En su intervención, el Papa dijo que “La sociedad entera y en particular los sectores relacionados con la ciencia médica deben expresar la solidaridad del amor, la salvaguardia y el respeto de la vida humana en todos los momentos de su desarrollo terreno, sobre todo cuando la persona padece una enfermedad o se encuentra en su fase terminal”.
Frente a las situaciones difíciles de la enfermedad grave y el dolor, que parecen ”impulsar a la eutanasia si se observan desde una perspectiva utilitarista de la persona”, el Papa sostuvo una “firme y constante condena de toda forma de eutanasia directa”. Benedicto XVI manifestó su convicción de que “un mayor respeto de la vida humana individual pasa inevitablemente a través de la solidaridad con todos y cada uno”. Lograr este objetivo constituye, según el Papa, “uno de los retos más urgentes de nuestro tiempo”. Por esto, “la sociedad a través de sus instituciones sanitarias y civiles está llamada a respetar la vida y la dignidad del enfermo grave y del moribundo”. Para el Papa “una sociedad que no logra aceptar a los que sufren y no es capaz de contribuir mediante la compasión a que el sufrimiento sea compartido y sobrellevado también interiormente, es una sociedad cruel e inhumana”.
El Congreso celebrado en Roma tenía como título “Junto al enfermo incurable y al moribundo: orientaciones éticas y operativas”. En su exposición, el Papa no eludió dar orientaciones precisas sobre la actuación médica y animó a los participantes a “asegurar a toda persona que lo necesite el apoyo necesario por medio de las terapias e intervenciones médicas adecuadas, administradas según los criterios de la proporcionalidad médica, siempre teniendo en cuenta el deber moral de suministrar (por parte del médico) y de acoger (por parte del paciente) aquellos medios de preservación de la vida que, en la situación concreta, resulten ‘ordinarios’”. En lo relativo a las terapias “de elevado riesgo o que puedan ser prudentemente juzgadas como ‘extraordinarias’”, el Papa explicó que “el criterio a seguir es el de considerarlos moralmente lícitos, pero facultativos”.

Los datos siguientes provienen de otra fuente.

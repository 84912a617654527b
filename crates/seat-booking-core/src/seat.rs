use std::fmt;

/// Identifier of a seat, stable for the lifetime of the registry
pub type SeatId = u32;

/// Opaque identifier of a customer
#[derive(Clone, Copy, PartialEq, Eq, PartialOrd, Ord, Hash, Debug)]
pub struct CustomerId(pub u32);

impl From<u32> for CustomerId {
    fn from(id: u32) -> Self {
        Self(id)
    }
}

impl fmt::Display for CustomerId {
    fn fmt(&self, f: &mut fmt::Formatter<'_>) -> fmt::Result {
        self.0.fmt(f)
    }
}

/// Reservation state of a seat as seen from the outside
#[derive(Clone, Copy, PartialEq, Eq, Hash, Debug)]
pub enum SeatStatus {
    /// Free to be held
    Available,
    /// Held by a customer, awaiting confirmation or cancellation
    Pending,
    /// Sold
    Occupied,
}

impl SeatStatus {
    /// Single-letter code used on the wire
    pub fn as_char(self) -> char {
        match self {
            SeatStatus::Available => 'A',
            SeatStatus::Pending => 'P',
            SeatStatus::Occupied => 'O',
        }
    }

    /// Inverse of [`Self::as_char()`]
    pub fn from_char(c: char) -> Option<Self> {
        match c {
            'A' => Some(SeatStatus::Available),
            'P' => Some(SeatStatus::Pending),
            'O' => Some(SeatStatus::Occupied),
            _ => None,
        }
    }
}

/// One line of a seat listing
#[derive(Clone, Copy, PartialEq, Eq, Debug)]
pub struct SeatEntry {
    /// The seat
    pub id: SeatId,
    /// Its state at the time it was read
    pub status: SeatStatus,
}

impl fmt::Display for SeatEntry {
    fn fmt(&self, f: &mut fmt::Formatter<'_>) -> fmt::Result {
        write!(f, "{} {}", self.id, self.status.as_char())
    }
}
use thiserror::Error;

use crate::{CustomerId, Operation, SeatId};

/// Arguments of an operation addressing a single seat
#[derive(Clone, Copy, PartialEq, Eq, Debug)]
pub struct SeatRequest {
    /// The seat to operate on
    pub seat: SeatId,
    /// The customer asking
    pub customer: CustomerId,
    /// Accepted for compatibility, not used for scheduling
    pub priority: u32,
}

/// A fully validated seat operation
#[derive(Clone, Copy, PartialEq, Eq, Debug)]
pub enum Command {
    /// List all seats with their state
    List,
    /// Place a hold on a seat
    Hold(SeatRequest),
    /// Turn the caller's hold into a purchase
    Confirm(SeatRequest),
    /// Give up the caller's hold
    Cancel(SeatRequest),
}

/// A required argument was not supplied with the request
#[derive(Clone, Copy, PartialEq, Eq, Debug, Error)]
pub enum MissingArgument {
    /// No seat id
    #[error("No seat id provided!")]
    Seat,
    /// No customer id
    #[error("No customer id provided!")]
    Customer,
}

impl Command {
    /// Assemble a command from the parsed fields of a request
    ///
    /// Everything but [`Operation::List`] needs a seat and a customer. A
    /// missing priority counts as `0`.
    pub fn new(
        operation: Operation,
        seat: Option<SeatId>,
        customer: Option<CustomerId>,
        priority: Option<u32>,
    ) -> Result<Self, MissingArgument> {
        if operation == Operation::List {
            return Ok(Command::List);
        }
        let args = SeatRequest {
            seat: seat.ok_or(MissingArgument::Seat)?,
            customer: customer.ok_or(MissingArgument::Customer)?,
            priority: priority.unwrap_or(0),
        };
        Ok(match operation {
            Operation::Hold => Command::Hold(args),
            Operation::Confirm => Command::Confirm(args),
            Operation::Cancel => Command::Cancel(args),
            Operation::List => Command::List,
        })
    }

    /// The operation this command performs
    pub fn operation(&self) -> Operation {
        match self {
            Command::List => Operation::List,
            Command::Hold(_) => Operation::Hold,
            Command::Confirm(_) => Operation::Confirm,
            Command::Cancel(_) => Operation::Cancel,
        }
    }
}
//! Server settings: defaults, `booking.toml`, then environment overrides
use std::io::ErrorKind;
use std::path::{Path, PathBuf};

use eyre::{eyre, Result, WrapErr};
use seat_booking_core::Config;
use serde::Deserialize;

/// Name of the settings file searched for in the working directory and its
/// parents
pub const SETTINGS_FILE: &str = "booking.toml";

/// Lowest port the server agrees to listen on
pub const MIN_PORT: u16 = 1500;

#[derive(Clone, Deserialize, Debug)]
#[serde(default, rename_all = "kebab-case")]
pub struct Settings {
    /// Address for the HTTP server to listen on
    pub host: String,
    /// Port for the HTTP server to listen on
    pub port: u16,
    /// Number of threads accepting connections
    pub acceptor_threads: u32,
    /// Directory static files are served from
    pub root: PathBuf,

    /// Configuration of the seat booking system
    pub booking: Config,
}

impl Default for Settings {
    fn default() -> Self {
        Self {
            host: String::from("127.0.0.1"),
            port: 8080,
            acceptor_threads: 4,
            root: PathBuf::from("."),
            booking: Config::default(),
        }
    }
}

impl Settings {
    /// Load the settings
    ///
    /// Reads `path` if given, otherwise the nearest [`SETTINGS_FILE`] if there
    /// is one, and applies the `BOOKING_*` environment overrides on top.
    pub fn load(path: Option<&Path>) -> Result<Self> {
        let file = match path {
            Some(path) => Some(path.to_path_buf()),
            None => find_settings_file()?,
        };
        let mut settings = match file {
            Some(file) => Self::from_file(&file)?,
            None => Self::default(),
        };
        settings.apply_env(|key| std::env::var(key).ok())?;
        Ok(settings)
    }

    fn from_file(path: &Path) -> Result<Self> {
        let contents = std::fs::read_to_string(path)
            .wrap_err_with(|| format!("cannot read {}", path.display()))?;
        Self::from_toml(&contents, path.parent())
            .wrap_err_with(|| format!("invalid {}", path.display()))
    }

    /// Parse settings; a relative `root` set in the file is taken relative to
    /// `dir`, the file's directory
    fn from_toml(contents: &str, dir: Option<&Path>) -> Result<Self> {
        let table: toml::Table = contents.parse()?;
        let sets_root = table.contains_key("root");
        let mut settings: Settings = toml::Value::Table(table).try_into()?;

        if let Some(dir) = dir.filter(|_| sets_root && settings.root.is_relative()) {
            settings.root = dir.join(&settings.root);
        }
        Ok(settings)
    }

    fn apply_env(&mut self, var: impl Fn(&str) -> Option<String>) -> Result<()> {
        if let Some(v) = var("BOOKING_SEATS") {
            self.booking.seats = v.parse().wrap_err("BOOKING_SEATS takes a decimal u32")?;
        }
        if let Some(v) = var("BOOKING_WORKERS") {
            self.booking.workers = v.parse().wrap_err("BOOKING_WORKERS takes a decimal u32")?;
        }
        if let Some(v) = var("BOOKING_PORT") {
            self.port = v.parse().wrap_err("BOOKING_PORT takes a decimal u16")?;
        }
        Ok(())
    }

    /// Reject settings the server cannot run with
    pub fn validate(&self) -> Result<()> {
        if self.port < MIN_PORT {
            return Err(eyre!(
                "invalid port number {}; can't be < {MIN_PORT}",
                self.port
            ));
        }
        if self.acceptor_threads == 0 {
            return Err(eyre!("at least one acceptor thread is required"));
        }
        if self.booking.workers == 0 {
            return Err(eyre!("at least one worker thread is required"));
        }
        Ok(())
    }
}

/// Search the working directory and its parents for [`SETTINGS_FILE`]
fn find_settings_file() -> Result<Option<PathBuf>> {
    let mut path = std::env::current_dir()?;
    loop {
        path.push(SETTINGS_FILE);
        match std::fs::metadata(&path) {
            Ok(meta) if meta.is_file() => return Ok(Some(path)),
            Ok(_) => {}
            Err(e) if e.kind() == ErrorKind::NotFound => {}
            Err(e) => return Err(e.into()),
        }

        path.pop();
        if !path.pop() {
            return Ok(None);
        }
    }
}
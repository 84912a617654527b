use eyre::Result;
use seat_booking_core::{CustomerId, SeatStatus};
use seat_booking_tests::{Reply, SessionState, TestCtxBuilder};

mod util;

#[tokio::test] // Every test function needs to be decorated with this attribute
#[ntest::timeout(20_000)] // Test timeout in ms
async fn test_example() -> Result<()> {
    // Create a test context with 3 seats
    let ctx = TestCtxBuilder::new().with_seats(3).build().await?;

    let mut alice = ctx.api.create_user_session_for(CustomerId(7));
    let mut bob = ctx.api.create_user_session_for(CustomerId(9));

    assert_eq!(
        alice.view_seat(1).await?.result?,
        Reply::HoldOffered {
            seat: 1,
            previous: SeatStatus::Available
        },
        "An available seat must be held for the first customer asking."
    );
    assert_eq!(
        ctx.seat(1),
        Some((SeatStatus::Pending, Some(CustomerId(7))))
    );
    assert!(matches!(alice.state, SessionState::Holding(1)));

    assert_eq!(
        bob.confirm(1).await?.result?,
        Reply::PermissionDenied,
        "Only the holder may confirm a seat."
    );
    assert_eq!(
        alice.confirm(1).await?.result?,
        Reply::Confirmed {
            seat: 1,
            previous: SeatStatus::Pending
        }
    );
    assert!(matches!(alice.state, SessionState::Bought(1)));
    assert!(matches!(bob.state, SessionState::None));
    assert_eq!(
        alice.cancel(1).await?.result?,
        Reply::NoPendingRequest,
        "A sold seat cannot be cancelled."
    );
    assert!(matches!(alice.state, SessionState::Bought(1)));

    assert_eq!(
        util::statuses(&ctx).await?,
        [
            SeatStatus::Available,
            SeatStatus::Occupied,
            SeatStatus::Available
        ]
    );

    // Finish the test
    ctx.finish().await;
    Ok(())
}

#[tokio::test]
#[ntest::timeout(20_000)]
async fn test_buy_every_seat() -> Result<()> {
    let ctx = TestCtxBuilder::new()
        .with_seats(100)
        .with_acceptor_threads(4)
        .build()
        .await?;

    for seat in 0..100 {
        let mut session = ctx.api.create_user_session_for(CustomerId(seat));
        util::buy(&mut session, seat).await?;
    }
    assert!(util::statuses(&ctx)
        .await?
        .iter()
        .all(|status| *status == SeatStatus::Occupied));

    let mut late = ctx.api.create_user_session_for(CustomerId(1_000));
    assert_eq!(late.view_seat(42).await?.result?, Reply::Unavailable);

    ctx.finish().await;
    Ok(())
}
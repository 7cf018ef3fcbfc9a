use crate::constants::{DISPLAY_HEIGHT, DISPLAY_WIDTH, SPRITE_WIDTH};

/// The FrameBuffer is indexed as [y][x]; every cell is 0 (off) or 1 (on).
pub type FrameBuffer = [[u8; DISPLAY_WIDTH]; DISPLAY_HEIGHT];

/// What happens to sprite pixels that fall past the right or bottom edge of the screen.
///
/// The starting coordinate always wraps, so a sprite drawn at x=70 starts at column 6.
#[derive(Debug, Copy, Clone, PartialEq, Eq, Default)]
pub enum EdgePolicy {
    /// Pixels wrap around to the opposite edge.
    #[default]
    Wrap,
    /// Pixels past the edge are dropped.
    Clip,
}

/// # Screen
/// The Chip-8 display is composed of 64x32 black/white pixels.
/// It is only ever changed by clearing it or by XOR-ing a sprite onto it.
#[derive(Clone)]
pub struct Screen {
    frame_buffer: FrameBuffer,
}

impl Screen {
    pub fn new() -> Self {
        Screen {
            frame_buffer: [[0; DISPLAY_WIDTH]; DISPLAY_HEIGHT],
        }
    }

    pub fn clear(&mut self) {
        self.frame_buffer = [[0; DISPLAY_WIDTH]; DISPLAY_HEIGHT];
    }

    /// XORs a sprite onto the screen with its top left corner at (x, y).
    ///
    /// Each byte of `rows` is one 8 pixel row, most significant bit leftmost.
    /// Returns whether any lit pixel was switched off.
    pub fn draw_sprite(&mut self, x: u8, y: u8, rows: &[u8], edges: EdgePolicy) -> bool {
        let origin_x = x as usize % DISPLAY_WIDTH;
        let origin_y = y as usize % DISPLAY_HEIGHT;
        let mut collision = false;

        for (row, byte) in rows.iter().enumerate() {
            let y = match Screen::place(origin_y + row, DISPLAY_HEIGHT, edges) {
                Some(y) => y,
                None => break,
            };
            for bit in 0..SPRITE_WIDTH {
                let x = match Screen::place(origin_x + bit, DISPLAY_WIDTH, edges) {
                    Some(x) => x,
                    None => break,
                };
                let pixel = (byte >> (7 - bit)) & 0x1;
                let cell = &mut self.frame_buffer[y][x];
                collision |= pixel == 1 && *cell == 1;
                *cell ^= pixel;
            }
        }

        collision
    }

    pub fn pixel(&self, x: usize, y: usize) -> u8 {
        self.frame_buffer[y][x]
    }

    pub fn frame(&self) -> &FrameBuffer {
        &self.frame_buffer
    }

    fn place(coordinate: usize, size: usize, edges: EdgePolicy) -> Option<usize> {
        match edges {
            EdgePolicy::Wrap => Some(coordinate % size),
            EdgePolicy::Clip if coordinate < size => Some(coordinate),
            EdgePolicy::Clip => None,
        }
    }
}

impl Default for Screen {
    fn default() -> Self {
        Self::new()
    }
}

También se refirió el Santo Padre al cuidado que merecen las familias de los enfermos: “es necesario asegurar siempre a cada persona los cuidados necesarios y debidos, además del apoyo a las familias más probadas por la enfermedad de uno de sus miembros, sobre todo si es grave o se prolonga”. El Papa expresó su cercanía a las familias de los enfermos, pues en otro momento afirmó que “la sociedad debe asegurar el debido apoyo a las familias que quieren atender en casa, durante largos períodos, a enfermos afligidos por patologías degenerativas (tumorales o neurodegenerativas, etc.) o necesitados de una asistencia particularmente comprometedora”.